→ **EXERCISE GOAL**: Scan the entries below for the word "when" and copy every line in which it occurs.

→ **Records contained in a dataset**:
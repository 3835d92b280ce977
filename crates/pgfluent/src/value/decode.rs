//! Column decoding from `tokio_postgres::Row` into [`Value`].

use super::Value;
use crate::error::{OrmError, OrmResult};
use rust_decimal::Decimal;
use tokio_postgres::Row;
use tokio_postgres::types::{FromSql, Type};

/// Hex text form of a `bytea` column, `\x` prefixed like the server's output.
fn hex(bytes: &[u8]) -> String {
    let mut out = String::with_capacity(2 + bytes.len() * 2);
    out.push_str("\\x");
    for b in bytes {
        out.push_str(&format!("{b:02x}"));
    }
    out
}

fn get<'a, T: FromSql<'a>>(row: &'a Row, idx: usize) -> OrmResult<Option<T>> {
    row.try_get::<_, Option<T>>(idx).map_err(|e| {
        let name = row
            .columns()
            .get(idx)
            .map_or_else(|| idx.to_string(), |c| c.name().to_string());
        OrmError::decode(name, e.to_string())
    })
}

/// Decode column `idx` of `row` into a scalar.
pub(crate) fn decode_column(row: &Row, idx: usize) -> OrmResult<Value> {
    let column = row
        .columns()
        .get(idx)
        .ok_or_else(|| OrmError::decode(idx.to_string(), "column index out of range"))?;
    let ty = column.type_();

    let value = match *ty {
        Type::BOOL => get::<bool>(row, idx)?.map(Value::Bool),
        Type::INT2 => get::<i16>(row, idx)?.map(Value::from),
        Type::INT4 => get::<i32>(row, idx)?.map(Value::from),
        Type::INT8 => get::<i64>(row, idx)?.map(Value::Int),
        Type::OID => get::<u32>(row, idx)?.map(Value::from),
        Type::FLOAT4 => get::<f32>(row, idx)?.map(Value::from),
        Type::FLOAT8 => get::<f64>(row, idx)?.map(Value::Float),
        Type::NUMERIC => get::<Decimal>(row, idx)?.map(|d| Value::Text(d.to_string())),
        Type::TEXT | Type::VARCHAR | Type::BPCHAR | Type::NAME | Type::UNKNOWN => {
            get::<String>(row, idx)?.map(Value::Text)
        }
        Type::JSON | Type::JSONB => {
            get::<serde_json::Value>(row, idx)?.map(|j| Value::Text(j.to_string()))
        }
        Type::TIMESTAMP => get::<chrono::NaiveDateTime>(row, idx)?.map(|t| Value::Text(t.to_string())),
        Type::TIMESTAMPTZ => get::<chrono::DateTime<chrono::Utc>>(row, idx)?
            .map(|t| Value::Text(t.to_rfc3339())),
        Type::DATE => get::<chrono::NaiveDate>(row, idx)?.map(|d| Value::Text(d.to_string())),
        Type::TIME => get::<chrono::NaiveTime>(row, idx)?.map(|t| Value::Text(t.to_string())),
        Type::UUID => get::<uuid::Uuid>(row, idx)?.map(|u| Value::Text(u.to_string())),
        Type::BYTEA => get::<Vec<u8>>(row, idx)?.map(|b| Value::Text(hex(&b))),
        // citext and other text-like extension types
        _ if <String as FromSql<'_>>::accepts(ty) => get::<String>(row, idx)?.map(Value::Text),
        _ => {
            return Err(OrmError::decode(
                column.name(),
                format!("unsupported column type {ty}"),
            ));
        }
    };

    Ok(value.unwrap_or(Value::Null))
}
--
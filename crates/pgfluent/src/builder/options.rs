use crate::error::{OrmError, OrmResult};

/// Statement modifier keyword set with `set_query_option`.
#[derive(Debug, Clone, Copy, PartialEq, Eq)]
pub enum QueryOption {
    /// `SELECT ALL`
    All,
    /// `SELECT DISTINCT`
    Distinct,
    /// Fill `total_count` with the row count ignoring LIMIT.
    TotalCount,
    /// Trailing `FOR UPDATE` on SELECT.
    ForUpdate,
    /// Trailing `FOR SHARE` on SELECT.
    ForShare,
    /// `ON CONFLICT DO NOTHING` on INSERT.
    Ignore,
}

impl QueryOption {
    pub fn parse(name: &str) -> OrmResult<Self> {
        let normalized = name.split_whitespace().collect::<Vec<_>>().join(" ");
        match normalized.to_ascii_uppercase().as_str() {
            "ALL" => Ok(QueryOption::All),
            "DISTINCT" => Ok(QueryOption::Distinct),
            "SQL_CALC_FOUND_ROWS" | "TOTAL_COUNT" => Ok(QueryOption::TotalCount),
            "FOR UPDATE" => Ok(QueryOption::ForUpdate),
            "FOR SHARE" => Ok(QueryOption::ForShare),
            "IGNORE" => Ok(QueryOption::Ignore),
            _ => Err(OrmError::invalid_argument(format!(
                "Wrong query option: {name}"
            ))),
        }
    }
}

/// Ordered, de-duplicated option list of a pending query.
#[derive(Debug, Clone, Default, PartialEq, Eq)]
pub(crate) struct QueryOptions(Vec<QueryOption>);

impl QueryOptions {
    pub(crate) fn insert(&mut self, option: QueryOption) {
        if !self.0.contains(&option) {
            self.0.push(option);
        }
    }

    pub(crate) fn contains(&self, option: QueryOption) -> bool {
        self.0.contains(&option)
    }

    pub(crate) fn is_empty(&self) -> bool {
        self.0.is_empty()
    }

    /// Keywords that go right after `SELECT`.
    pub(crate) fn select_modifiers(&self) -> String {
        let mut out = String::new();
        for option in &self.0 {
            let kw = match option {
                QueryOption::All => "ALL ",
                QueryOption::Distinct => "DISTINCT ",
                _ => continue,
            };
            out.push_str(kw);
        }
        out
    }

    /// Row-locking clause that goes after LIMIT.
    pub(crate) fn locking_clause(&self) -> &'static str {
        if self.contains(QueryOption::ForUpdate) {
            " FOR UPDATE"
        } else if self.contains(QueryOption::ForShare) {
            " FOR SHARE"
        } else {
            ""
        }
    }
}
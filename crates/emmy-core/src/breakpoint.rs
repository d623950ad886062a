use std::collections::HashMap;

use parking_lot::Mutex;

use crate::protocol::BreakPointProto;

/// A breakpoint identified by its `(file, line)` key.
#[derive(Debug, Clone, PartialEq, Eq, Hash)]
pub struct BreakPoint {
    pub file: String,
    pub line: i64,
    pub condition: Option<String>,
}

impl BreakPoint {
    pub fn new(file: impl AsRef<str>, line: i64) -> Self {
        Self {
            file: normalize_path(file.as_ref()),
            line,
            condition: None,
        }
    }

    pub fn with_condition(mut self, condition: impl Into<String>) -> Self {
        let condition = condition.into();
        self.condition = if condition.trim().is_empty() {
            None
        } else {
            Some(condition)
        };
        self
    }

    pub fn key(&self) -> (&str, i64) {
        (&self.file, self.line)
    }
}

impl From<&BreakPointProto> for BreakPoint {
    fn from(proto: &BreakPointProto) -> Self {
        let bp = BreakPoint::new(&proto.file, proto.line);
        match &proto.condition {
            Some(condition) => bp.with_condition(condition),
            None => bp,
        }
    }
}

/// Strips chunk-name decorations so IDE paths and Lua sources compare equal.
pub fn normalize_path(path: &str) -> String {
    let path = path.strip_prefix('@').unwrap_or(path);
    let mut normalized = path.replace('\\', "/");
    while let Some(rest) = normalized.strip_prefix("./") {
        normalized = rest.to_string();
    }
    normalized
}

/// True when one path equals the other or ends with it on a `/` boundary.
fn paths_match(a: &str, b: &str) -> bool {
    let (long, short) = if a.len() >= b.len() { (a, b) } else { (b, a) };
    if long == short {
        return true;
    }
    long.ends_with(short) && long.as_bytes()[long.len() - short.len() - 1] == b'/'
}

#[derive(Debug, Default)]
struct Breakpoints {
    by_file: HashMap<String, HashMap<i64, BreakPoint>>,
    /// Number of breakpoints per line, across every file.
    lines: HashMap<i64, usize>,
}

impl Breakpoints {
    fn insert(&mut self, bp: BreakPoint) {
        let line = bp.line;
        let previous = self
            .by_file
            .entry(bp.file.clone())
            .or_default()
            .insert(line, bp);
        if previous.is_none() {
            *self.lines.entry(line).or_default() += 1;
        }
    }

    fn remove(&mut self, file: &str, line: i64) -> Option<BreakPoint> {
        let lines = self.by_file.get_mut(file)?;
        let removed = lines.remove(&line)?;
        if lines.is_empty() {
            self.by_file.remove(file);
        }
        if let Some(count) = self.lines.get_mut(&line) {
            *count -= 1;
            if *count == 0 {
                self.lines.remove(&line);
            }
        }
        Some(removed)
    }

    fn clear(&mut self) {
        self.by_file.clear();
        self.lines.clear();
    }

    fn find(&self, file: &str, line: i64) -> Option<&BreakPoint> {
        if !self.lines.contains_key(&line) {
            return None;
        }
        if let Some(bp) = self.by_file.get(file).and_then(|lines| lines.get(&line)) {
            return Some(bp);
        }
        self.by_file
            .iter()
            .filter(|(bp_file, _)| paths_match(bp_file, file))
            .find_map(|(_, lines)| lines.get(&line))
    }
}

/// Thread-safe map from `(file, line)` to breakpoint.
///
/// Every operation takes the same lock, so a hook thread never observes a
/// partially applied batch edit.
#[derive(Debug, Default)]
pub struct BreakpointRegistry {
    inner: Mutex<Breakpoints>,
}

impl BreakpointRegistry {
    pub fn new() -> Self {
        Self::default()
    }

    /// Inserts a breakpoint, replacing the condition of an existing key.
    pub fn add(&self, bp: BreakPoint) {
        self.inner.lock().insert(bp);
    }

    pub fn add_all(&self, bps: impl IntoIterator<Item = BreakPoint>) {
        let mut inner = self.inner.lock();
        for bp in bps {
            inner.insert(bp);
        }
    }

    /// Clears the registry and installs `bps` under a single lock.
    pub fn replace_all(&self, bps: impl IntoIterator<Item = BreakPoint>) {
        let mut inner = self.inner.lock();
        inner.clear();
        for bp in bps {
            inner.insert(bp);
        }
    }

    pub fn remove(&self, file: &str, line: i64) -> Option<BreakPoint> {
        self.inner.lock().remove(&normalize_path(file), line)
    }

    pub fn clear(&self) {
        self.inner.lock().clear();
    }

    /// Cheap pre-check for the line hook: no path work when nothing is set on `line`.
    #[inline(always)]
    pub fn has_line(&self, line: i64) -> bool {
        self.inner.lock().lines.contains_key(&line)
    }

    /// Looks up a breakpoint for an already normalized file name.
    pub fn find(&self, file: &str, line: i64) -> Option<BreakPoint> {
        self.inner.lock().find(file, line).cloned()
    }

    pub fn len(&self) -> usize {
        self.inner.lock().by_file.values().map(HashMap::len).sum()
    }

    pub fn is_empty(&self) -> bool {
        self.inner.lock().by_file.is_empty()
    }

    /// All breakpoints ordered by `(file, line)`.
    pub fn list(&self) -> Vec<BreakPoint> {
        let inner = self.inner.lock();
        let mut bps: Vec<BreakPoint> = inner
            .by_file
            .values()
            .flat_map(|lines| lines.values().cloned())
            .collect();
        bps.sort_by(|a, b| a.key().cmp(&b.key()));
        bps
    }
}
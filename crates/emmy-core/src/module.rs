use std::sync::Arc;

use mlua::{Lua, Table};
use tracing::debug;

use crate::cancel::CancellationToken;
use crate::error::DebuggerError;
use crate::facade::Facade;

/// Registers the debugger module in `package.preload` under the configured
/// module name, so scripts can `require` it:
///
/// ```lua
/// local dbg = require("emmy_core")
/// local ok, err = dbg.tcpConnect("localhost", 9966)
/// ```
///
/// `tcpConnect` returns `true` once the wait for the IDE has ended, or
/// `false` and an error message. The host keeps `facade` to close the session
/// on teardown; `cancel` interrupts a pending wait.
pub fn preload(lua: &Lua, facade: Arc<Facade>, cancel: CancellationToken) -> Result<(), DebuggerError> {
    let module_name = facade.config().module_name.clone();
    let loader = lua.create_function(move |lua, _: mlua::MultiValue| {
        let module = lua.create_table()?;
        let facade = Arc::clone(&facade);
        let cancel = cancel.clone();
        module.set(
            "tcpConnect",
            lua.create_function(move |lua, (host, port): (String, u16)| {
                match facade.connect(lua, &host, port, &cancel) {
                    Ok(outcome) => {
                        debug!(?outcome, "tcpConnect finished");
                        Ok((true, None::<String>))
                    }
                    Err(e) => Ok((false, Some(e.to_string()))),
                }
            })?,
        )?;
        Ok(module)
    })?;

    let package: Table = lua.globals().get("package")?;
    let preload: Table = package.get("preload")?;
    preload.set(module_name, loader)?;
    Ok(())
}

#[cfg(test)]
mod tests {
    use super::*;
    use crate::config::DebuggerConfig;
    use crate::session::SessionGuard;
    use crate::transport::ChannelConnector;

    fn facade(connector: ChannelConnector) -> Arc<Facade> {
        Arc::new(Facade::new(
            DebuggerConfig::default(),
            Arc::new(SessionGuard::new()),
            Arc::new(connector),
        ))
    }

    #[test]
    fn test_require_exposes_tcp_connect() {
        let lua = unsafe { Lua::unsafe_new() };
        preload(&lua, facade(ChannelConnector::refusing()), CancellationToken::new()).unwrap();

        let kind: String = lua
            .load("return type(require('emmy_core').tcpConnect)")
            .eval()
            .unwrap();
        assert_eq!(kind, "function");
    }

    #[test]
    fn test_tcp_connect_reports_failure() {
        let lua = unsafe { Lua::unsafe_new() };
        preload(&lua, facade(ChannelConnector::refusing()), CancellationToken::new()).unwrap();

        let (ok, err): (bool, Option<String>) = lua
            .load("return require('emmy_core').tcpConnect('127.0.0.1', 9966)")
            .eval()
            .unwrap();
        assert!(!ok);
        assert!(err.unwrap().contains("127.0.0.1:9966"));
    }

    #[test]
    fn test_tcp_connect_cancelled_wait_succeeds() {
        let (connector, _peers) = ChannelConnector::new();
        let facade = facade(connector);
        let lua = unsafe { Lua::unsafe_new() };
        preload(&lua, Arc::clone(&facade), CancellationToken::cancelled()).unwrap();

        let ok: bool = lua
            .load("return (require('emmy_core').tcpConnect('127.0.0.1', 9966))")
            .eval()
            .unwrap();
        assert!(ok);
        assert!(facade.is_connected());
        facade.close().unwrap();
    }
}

→ **OUTPUT**:
/// True when one path equals the other or ends with it on a `/` boundary.
    /// Cheap pre-check for the line hook: no path work when nothing is set on `line`.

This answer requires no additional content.